Can you imagine a world without telephones!! Phones are a monument to their inventor in every home and every office desk. Alexander Graham Bell made the world's first telephone call on March 10, 1876. He called his assistant on the phone and said, "Mr Watson, come here, I want to see you." But no one cared about the phone that Bell invented so he got very tired.
He put his phone in view at an
exhibition in Philadelphia. It was only after the King of Brazil took it in
stride and used it that the glory of the phone spread everywhere. With the help
of his father-in-law in the United States, he received a patent for a telephone
on March 7, 1876. The word 'hello' was first answered by Thomas Edison over the
phone. Then it became the standard for answering calls. At almost the same time
in the United States, three creators tried to make the phone, and Bell was the
only one to win the lawsuit. He is also considered to be the first creator of
the phone in the world. Bell soon acquired the registration rights to use his
new tool for commercial industrial production.

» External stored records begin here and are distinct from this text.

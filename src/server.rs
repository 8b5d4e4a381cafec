use std::{net::SocketAddrV4, sync::Arc};

use tracing::{debug, info, instrument, warn};

use crate::{
    config::ServerConfig,
    dialer::Dialer,
    event::{Event, EventBus, EventKind},
    peer::{Peer, PeerLink},
    protocol::{
        decode_command_request, decode_greeting, encode_auth_ack, encode_reply,
        reply_bound_addr, DecodeError, Reply,
    },
    sessions::Sessions,
    transport::{ConnectionId, Transport},
    BoxError,
};

/// The SOCKS5 protocol engine.
///
/// The transport feeds it every inbound buffer through [`Server::dispatch`].
/// What a buffer means depends only on the peer's state:
///
/// | authenticated | connected | inbound bytes are |
/// |---|---|---|
/// | no | no | a greeting |
/// | yes | no | a command request |
/// | yes | yes | relayed to the destination |
///
/// Calls for one connection id must not overlap; different ids may be
/// dispatched concurrently.
pub struct Server<T, D: Dialer> {
    config: ServerConfig,
    bound: SocketAddrV4,
    transport: Arc<T>,
    dialer: D,
    sessions: Sessions<T, D::Stream>,
    events: Arc<EventBus>,
}

impl<T, D> Server<T, D>
where
    T: Transport,
    D: Dialer,
{
    pub fn new(config: ServerConfig, transport: Arc<T>, dialer: D) -> Self {
        let events = Arc::new(EventBus::new());
        let sessions = Sessions::new(
            Arc::clone(&transport),
            Arc::clone(&events),
            config.relay_buffer_size,
        );
        Self {
            bound: reply_bound_addr(config.listen_addr),
            config,
            transport,
            dialer,
            sessions,
            events,
        }
    }

    /// Subscribes `handler` to every event of `kind`.
    pub fn on<F>(&self, kind: EventKind, handler: F) -> &Self
    where
        F: Fn(&Event) -> Result<(), BoxError> + Send + Sync + 'static,
    {
        self.events.on(kind, handler);
        self
    }

    pub fn config(&self) -> &ServerConfig {
        &self.config
    }

    pub fn transport(&self) -> &Arc<T> {
        &self.transport
    }

    pub fn dialer(&self) -> &D {
        &self.dialer
    }

    pub fn sessions(&self) -> &Sessions<T, D::Stream> {
        &self.sessions
    }

    /// Address reported in every command reply.
    pub fn bound_addr(&self) -> SocketAddrV4 {
        self.bound
    }

    pub fn start(&self) -> crate::Result<()> {
        info!(listen = %self.config.listen_addr, "SOCKS5 server started");
        self.events.fire(Event::Start)
    }

    /// Closes every session, then announces the shutdown.
    pub async fn shutdown(&self) -> crate::Result<()> {
        self.sessions.forget_all().await;
        info!("SOCKS5 server shut down");
        self.events.fire(Event::Shutdown)
    }

    pub fn handle_connect(&self, id: ConnectionId) -> crate::Result<()> {
        debug!(id, "connection accepted");
        self.events.fire(Event::Connect { id })
    }

    /// Handles one inbound buffer from connection `id`.
    ///
    /// Errors are never fatal to the process. The engine does not close the
    /// connection on error; that is left to the transport's policy.
    #[instrument(skip(self, data), fields(bytes = data.len()))]
    pub async fn dispatch(&self, id: ConnectionId, data: &[u8]) -> crate::Result<()> {
        let peer = self.sessions.get(id);
        let mut peer = peer.lock().await;

        if peer.is_connected() {
            self.events.fire(Event::ReceivedProxyData {
                id,
                bytes: data.len(),
            })?;
            return peer.relay(data).await;
        }

        if peer.has_destination() {
            // Destination already gone, the transport is closing this connection
            debug!("dropping bytes for a closed tunnel");
            return Ok(());
        }

        if !peer.has_authenticated() {
            return self.authenticate(&mut peer, data).await;
        }

        self.handle_command_request(&mut peer, data).await
    }

    /// Forgets the peer, closing its destination, and announces the close.
    #[instrument(skip(self))]
    pub async fn handle_close(&self, id: ConnectionId) -> crate::Result<()> {
        if self.sessions.forget(id).await {
            debug!("session closed");
        }
        self.events.fire(Event::Close { id })
    }

    async fn authenticate(&self, peer: &mut Peer<T, D::Stream>, data: &[u8]) -> crate::Result<()> {
        let greeting = decode_greeting(data)?;
        debug!(methods = ?greeting.methods, "greeting received");

        // Every client is accepted with "no authentication required"
        peer.mark_authenticated();
        self.events.fire(Event::Authenticated { id: peer.id() })?;

        peer.link().send(encode_auth_ack().to_vec()).await
    }

    async fn handle_command_request(
        &self,
        peer: &mut Peer<T, D::Stream>,
        data: &[u8],
    ) -> crate::Result<()> {
        let request = match decode_command_request(data) {
            Ok(request) => request,
            Err(err @ DecodeError::UnsupportedCommand(_)) => {
                debug!(error = %err, "rejecting command");
                return self.reply(peer.link(), Reply::CommandNotSupported).await;
            }
            Err(err) => {
                if let Some(status) = err.reply() {
                    self.reply(peer.link(), status).await?;
                }
                return Err(err.into());
            }
        };

        if !request.command.is_supported() {
            debug!(command = %request.command, "command not implemented");
            return self.reply(peer.link(), Reply::AddressTypeNotSupported).await;
        }

        let result = peer
            .connect_destination(&self.dialer, &request.target, self.config.connect_timeout)
            .await;

        let status = Reply::from_io_result(&result);
        match &result {
            Ok(()) => info!(destination = %request.target, "tunnel established"),
            Err(err) => {
                warn!(destination = %request.target, error = %err, %status, "connect failed")
            }
        }

        self.reply(peer.link(), status).await?;
        if result.is_ok() {
            peer.start_forwarding();
        }
        Ok(())
    }

    // Peer is Send but not Sync, so only its link may be borrowed across an await
    async fn reply(&self, link: &PeerLink<T>, status: Reply) -> crate::Result<()> {
        link.send(encode_reply(status, self.bound).to_vec()).await
    }
}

Thus the telephone he first
developed and used had many flaws. They were later gradually repaired and the
phone improved. Nine years after the invention of the telephone, he invented
the voice recorder, and on April 15, 1885, he recorded his voice on a waxed
cardboard plate. It has been preserved for 138 years in the oldest sound
preservation section of the Sumit Sonian Museum in the United States. In this
case, the voice of Graham Bell recorded on the plate has been restored using
modern computer technology. In it, he says, 'Listen to my voice - Alexander
Graham Bell'.
Information: Ramesh, Assistant
Professor of Physics, Nehru Memorial College, Puthanampatti.